(Data for this task begins)

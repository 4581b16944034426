use serde::{Deserialize, Serialize};
use utoipa::ToSchema;
use uuid::Uuid;

#[derive(Debug, Deserialize, Serialize, ToSchema)]
pub struct ToggleFavoriteRequest {
    pub product_id: Uuid,
}

#[derive(Debug, Serialize, Deserialize, ToSchema)]
pub struct ToggleFavoriteResponse {
    pub favorited: bool,
}

/// A favorited product; `id` is the product id.
#[derive(Debug, Clone, Serialize, Deserialize, ToSchema)]
pub struct FavoriteDto {
    pub id: Uuid,
    pub name: String,
    pub price: i64,
    pub image: String,
    pub in_stock: bool,
}

#[derive(Debug, Serialize, Deserialize, ToSchema)]
#[serde(transparent)]
pub struct FavoriteList {
    #[schema(value_type = Vec<FavoriteDto>)]
    pub items: Vec<FavoriteDto>,
}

(Data for this task ends)

### What to produce
In the data above, which lines have "Deserialize"? Report each of them.

### Reply
use serde::{Deserialize, Serialize};
#[derive(Debug, Deserialize, Serialize, ToSchema)]
#[derive(Debug, Serialize, Deserialize, ToSchema)]
#[derive(Debug, Clone, Serialize, Deserialize, ToSchema)]
#[derive(Debug, Serialize, Deserialize, ToSchema)]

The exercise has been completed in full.